When the plague began to sweep the continent, the wizards told the duke to stop all trade and sea traffic to Aletheia, as so many other island nations had. But the duke said the magic would protect Aletheia; there was no need to close the ports. And Aletheia was growing so wealthy from sending magical goods and its unusual array of natural resources out into the world, and that was good for the island, too. The wizards could not change his mind.
The plague began in the southwest, where the ships came in. The wizards told the duke to quarantine the area, but he refused; because the magic was all gone from the east now—if people could not go into the west, however would they get magic? Magic was the Aletheians’ birthright.
With no official quarantine, the wizards asked the people of the east to forgo magic until the plague left. But they did not listen, and when an easterner crossed into the west for magic he crossed back carrying something far more powerful—and four days later half his village was gone. The duke ordered the wizards to find a cure, but they could not. Then he told them to build an impenetrable wall around Asteri to protect the vulnerable, and after they did he took the sick and locked them all in. And then their families.
And still the plague spread.
Galen’s entries—formerly pages long—grew shorter and shorter. Like:
The plague has killed everything along the western banks of the river and the shores around the sea. Now, that earth is not just barren but a vacuum. One cannot plant a seed or light a match in this land, and one cannot carry magic across and expect it to survive the journey. Perhaps this will stop the spread. If it isn’t already too late.

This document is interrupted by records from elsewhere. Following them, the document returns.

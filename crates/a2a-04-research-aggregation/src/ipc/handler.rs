//! Envelope handlers.
//!
//! `generate_web_report` answers with `web_report_ready` carrying a
//! [`ReportResponse`], addressed to the payload's `reply_to` or, by
//! default, to the envelope's sender. The other two kinds only mutate
//! session state.

use crate::domain::AggregationError;
use crate::service::AggregationService;
use shared_bus::{handler_fn, HandlerError, Outbound, ServiceActor};
use shared_types::{
    AggregateRequest, Envelope, MessageKind, ReportRequest, ReportResponse, SessionRequest,
};
use tracing::info;

pub const REPLY_TO_FIELD: &str = "reply_to";

impl From<AggregationError> for HandlerError {
    fn from(err: AggregationError) -> Self {
        HandlerError::NotFound(err.to_string())
    }
}

fn start_session(service: &AggregationService, envelope: &Envelope) -> Result<Vec<Outbound>, HandlerError> {
    let request: SessionRequest = envelope.decode()?;
    service.start_session(request);
    Ok(Vec::new())
}

fn aggregate(service: &AggregationService, envelope: &Envelope) -> Result<Vec<Outbound>, HandlerError> {
    let request: AggregateRequest = envelope.decode()?;
    let ack = service.aggregate(request)?;
    info!(sender = %envelope.sender, total = ack.total_results, "[research-aggregation] aggregate handled");
    Ok(Vec::new())
}

fn report(service: &AggregationService, envelope: &Envelope) -> Result<Vec<Outbound>, HandlerError> {
    let request: ReportRequest = envelope.decode()?;
    let report = service.report(&request.session_id)?;
    let reply_to: String = envelope
        .field(REPLY_TO_FIELD)
        .unwrap_or_else(|_| envelope.sender.clone());
    Ok(vec![Outbound::typed(
        reply_to,
        MessageKind::ReportReady,
        &ReportResponse { report },
    )?])
}

type SyncHandler = fn(&AggregationService, &Envelope) -> Result<Vec<Outbound>, HandlerError>;

pub fn register_handlers(actor: &ServiceActor, service: AggregationService) {
    let table: [(MessageKind, SyncHandler); 3] = [
        (MessageKind::StartResearchSession, start_session),
        (MessageKind::AggregateResults, aggregate),
        (MessageKind::GenerateReport, report),
    ];
    for (kind, handle) in table {
        let service = service.clone();
        actor.register_handler(
            kind,
            handler_fn(move |envelope: Envelope| {
                let service = service.clone();
                async move { handle(&service, &envelope) }
            }),
        );
    }
}

#[cfg(test)]
mod tests {
    use super::*;
    use serde_json::json;
    use shared_bus::DispatchError;
    use shared_types::AuthCodec;

    fn setup() -> (ServiceActor, AggregationService) {
        let service = AggregationService::new();
        let actor = ServiceActor::new("research-aggregation", AuthCodec::new("k"));
        register_handlers(&actor, service.clone());
        (actor, service)
    }

    fn message(actor: &ServiceActor, kind: MessageKind, body: serde_json::Value) -> Envelope {
        let mut env = actor.create_message("research-aggregation", kind.payload(body));
        env.sender = "research-client".into();
        env
    }

    #[tokio::test]
    async fn test_session_then_report_replies_to_sender() {
        let (actor, service) = setup();
        actor
            .dispatch_one(&message(
                &actor,
                MessageKind::StartResearchSession,
                json!({"topic": "quantum", "session_id": "s-1"}),
            ))
            .await
            .unwrap();
        actor
            .dispatch_one(&message(
                &actor,
                MessageKind::AggregateResults,
                json!({"session_id": "s-1", "results": [{"id": "1", "title": "a", "url": "https://arxiv.org/1"}]}),
            ))
            .await
            .unwrap();
        assert_eq!(service.session("s-1").unwrap().sources_analyzed, 1);

        let out = actor
            .dispatch_one(&message(&actor, MessageKind::GenerateReport, json!({"session_id": "s-1"})))
            .await
            .unwrap();
        assert_eq!(out.len(), 1);
        assert_eq!(out[0].recipient, "research-client");
        assert_eq!(out[0].sender, "research-aggregation");
        let ready: ReportResponse = out[0].decode().unwrap();
        assert_eq!(ready.report.session_id, "s-1");
        assert_eq!(ready.report.total_sources, 1);
    }

    #[tokio::test]
    async fn test_reply_to_overrides_sender() {
        let (actor, service) = setup();
        service.start_session(SessionRequest {
            topic: "t".into(),
            session_id: Some("s".into()),
        });
        let out = actor
            .dispatch_one(&message(
                &actor,
                MessageKind::GenerateReport,
                json!({"session_id": "s", "reply_to": "dashboard"}),
            ))
            .await
            .unwrap();
        assert_eq!(out[0].recipient, "dashboard");
    }

    #[tokio::test]
    async fn test_unknown_session_is_handler_failure() {
        let (actor, _) = setup();
        let err = actor
            .dispatch_one(&message(&actor, MessageKind::GenerateReport, json!({"session_id": "ghost"})))
            .await
            .unwrap_err();
        assert!(matches!(
            err,
            DispatchError::Handler {
                source: HandlerError::NotFound(_),
                ..
            }
        ));
    }
}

No. The magic had not kept Aletheia safe. It killed everywhere it went. It wiped out whole swaths of villages, took so much out of the land that it killed not just life but the potential for life.
Galen wrote:
The duke has given up on Asteri, left the people locked in there to die. He asks us to put all our efforts into protecting the east. He says it is for the good of all of Aletheia. But you cannot save a body and kill its heart. We feed him illusions and lies while giving the sick in Asteri everything we have.
Later, simply:
The plague does not affect us. Our magic does not affect the plague.
And then, the next page:
There is something in the magic we have that is greater than the magic we can do.
And then:
It is beyond us. We do everything we know, everything we can conceive of, we do things we don’t know, and it is beyond us. People will keep dying until nothing remains in Aletheia but us and our monstrous failure.
Everything is sick. The plague is in the land now, and if it does not kill all the people first, the land will.
The plague sucks everything dry. It takes and takes. It is sucking away the magic we do. All we have left is the magic we have.
And finally:
We, the wizards of Aletheia, are the sworn protectors of this land and its people.
We are the guardians of a dying people, a dying land. All we have to give truly is ourselves.
We will be the last of the wizards. Our bodies and spirits will die. Only our essence will live. We tended to the magic, and now we preside over its death. Perhaps the world will be safer for it.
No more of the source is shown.